Released Logstash 2.1

Logstash 2.1 features many manageability and plugin improvements:

  • Filebeat to replace Logstash Forwarder with a new respective Beats input and many improvements (link)
  • Better support for offline plugin installation in air-gapped environments plus an "all plugins" download artifact (link)
  • Properly handle multiline events across different sources when using the multiline codec. This can be used with file and beats inputs. (link)
  • Add flag `--allow-unsafe-shutdown` to force Logstash to terminate when there is a stall during the shutdown sequence. (link)
  • Many Twitter input plugin enhancements such as new filtering options and firehose sampling (link)
  • Eventlog input plugin is now able to collect Windows event logs robustly (link)

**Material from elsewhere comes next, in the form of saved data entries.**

//! Gift-card redemption catalog and records.
//!
//! Redemptions move through a small lifecycle: `pending` → `processing` →
//! `completed` or `failed`, with user cancellation allowed from `pending`
//! and `processing`. The spend itself is a negative transaction in the
//! points log; cancellation and failure append a compensating adjustment
//! rather than rewriting the log.

use std::fmt;
use std::str::FromStr;

use chrono::{DateTime, Utc};
use serde::{Deserialize, Serialize};

/// One reward users can exchange points for.
#[derive(Debug, Clone, PartialEq, Eq, Serialize, Deserialize)]
pub struct RedemptionOption {
    /// Stable identifier, e.g. `amazon_gift`.
    pub reward_type: String,
    /// Display name.
    pub name: String,
    /// Smallest redeemable points amount.
    pub min_points: i64,
    /// Points per currency unit.
    pub rate: i64,
    /// Whether the option can currently be redeemed.
    pub available: bool,
    /// Currency values offered for this reward.
    pub denominations: Vec<i64>,
}

/// The set of redemption options offered to users.
#[derive(Debug, Clone, PartialEq, Eq, Serialize, Deserialize)]
#[serde(transparent)]
pub struct RedemptionCatalog {
    options: Vec<RedemptionOption>,
}

impl RedemptionCatalog {
    /// Creates a catalog from explicit options.
    #[must_use]
    pub fn new(options: Vec<RedemptionOption>) -> Self {
        Self { options }
    }

    /// All options, in catalog order.
    #[must_use]
    pub fn options(&self) -> &[RedemptionOption] {
        &self.options
    }

    /// Looks up an option by reward type.
    #[must_use]
    pub fn get(&self, reward_type: &str) -> Option<&RedemptionOption> {
        self.options.iter().find(|o| o.reward_type == reward_type)
    }
}

impl Default for RedemptionCatalog {
    /// The launch catalog: Amazon gift cards live, PayPay and Rakuten
    /// announced but not yet redeemable.
    fn default() -> Self {
        Self::new(vec![
            RedemptionOption {
                reward_type: "amazon_gift".to_string(),
                name: "Amazon Gift Card".to_string(),
                min_points: 500,
                rate: 1,
                available: true,
                denominations: vec![500, 1000, 3000, 5000, 10_000],
            },
            RedemptionOption {
                reward_type: "paypay".to_string(),
                name: "PayPay".to_string(),
                min_points: 500,
                rate: 1,
                available: false,
                denominations: vec![100, 500, 1000, 3000, 5000, 10_000],
            },
            RedemptionOption {
                reward_type: "rakuten".to_string(),
                name: "Rakuten Points".to_string(),
                min_points: 500,
                rate: 1,
                available: false,
                denominations: vec![100, 500, 1000, 3000, 5000, 10_000],
            },
        ])
    }
}

/// Lifecycle state of a redemption.
#[derive(Debug, Clone, Copy, PartialEq, Eq, Hash, Serialize, Deserialize)]
#[serde(rename_all = "snake_case")]
pub enum RedemptionStatus {
    /// Requested, not yet picked up by fulfillment.
    Pending,
    /// Fulfillment in progress.
    Processing,
    /// Reward delivered.
    Completed,
    /// Fulfillment failed; points were returned.
    Failed,
    /// Cancelled by the user; points were returned.
    Cancelled,
}

impl RedemptionStatus {
    /// Returns the storage representation.
    #[must_use]
    pub const fn as_str(self) -> &'static str {
        match self {
            Self::Pending => "pending",
            Self::Processing => "processing",
            Self::Completed => "completed",
            Self::Failed => "failed",
            Self::Cancelled => "cancelled",
        }
    }

    /// Whether fulfillment may move a redemption from `self` to `to`.
    ///
    /// `Failed` and `Cancelled` are reached through the compensation path,
    /// never through a plain status update, so they are not valid targets
    /// here.
    #[must_use]
    pub const fn can_advance_to(self, to: Self) -> bool {
        matches!(
            (self, to),
            (Self::Pending, Self::Processing) | (Self::Processing, Self::Completed)
        )
    }

    /// Whether a compensating refund (cancel or fail) is still possible.
    #[must_use]
    pub const fn refundable(self) -> bool {
        matches!(self, Self::Pending | Self::Processing)
    }
}

impl fmt::Display for RedemptionStatus {
    fn fmt(&self, f: &mut fmt::Formatter<'_>) -> fmt::Result {
        f.write_str(self.as_str())
    }
}

impl FromStr for RedemptionStatus {
    type Err = UnknownStatus;

    fn from_str(s: &str) -> Result<Self, Self::Err> {
        match s {
            "pending" => Ok(Self::Pending),
            "processing" => Ok(Self::Processing),
            "completed" => Ok(Self::Completed),
            "failed" => Ok(Self::Failed),
            "cancelled" => Ok(Self::Cancelled),
            other => Err(UnknownStatus(other.to_string())),
        }
    }
}

/// A stored redemption status outside the known set.
#[derive(Debug, thiserror::Error)]
#[error("unknown redemption status: {0}")]
pub struct UnknownStatus(pub String);

/// A user's request to exchange points for a reward.
#[derive(Debug, Clone, PartialEq, Serialize, Deserialize)]
pub struct Redemption {
    /// Unique identifier.
    pub id: String,
    /// Owning user.
    pub user_id: String,
    /// Reward the points were exchanged for.
    pub reward_type: String,
    /// Points spent (positive).
    pub points_used: i64,
    /// Currency value of the reward.
    pub reward_value: i64,
    /// Current lifecycle state.
    pub status: RedemptionStatus,
    /// Why fulfillment failed, when `status` is `Failed`.
    pub failure_reason: Option<String>,
    /// Request instant.
    pub created_at: DateTime<Utc>,
    /// When fulfillment started.
    pub processed_at: Option<DateTime<Utc>>,
    /// When the reward was delivered.
    pub completed_at: Option<DateTime<Utc>>,
}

Read more about Logstash 2.1.

Monitoring, Security, and Alerting

Released Marvel 2.1, fixes minor bugs, and makes it even easier to analyze historic data. When looking at historic data, Marvel charts, stats and details now show nodes and indexes that are not currently in the cluster.

Released Shield 2.1, fixing several minor issues. Shield 1.3.3 has also been released.

Released Watcher 2.1, adding support for chained inputs.

It has always been easy to build watches that load their input from a single source, whether it is searching Elasticsearch, issuing an HTTP request or simply inline data within the watch itself. This release introduces the new chain input type that enables loading the input from multiple sources. In many use cases this enhances and simplifies the work with Watcher. For example, it is now possible to execute multiple search requests and compare numeric values returned by the different results as part of the condition logic... all done in a single watch.

Finally, while we say this often, it's genuine: We couldn't do this without users and contributors like you. It's your feedback, wild use cases, and wonky ideas that continue to drive us to help you do great things with data. There's more goodness coming your way.

So, go ahead, and dive in.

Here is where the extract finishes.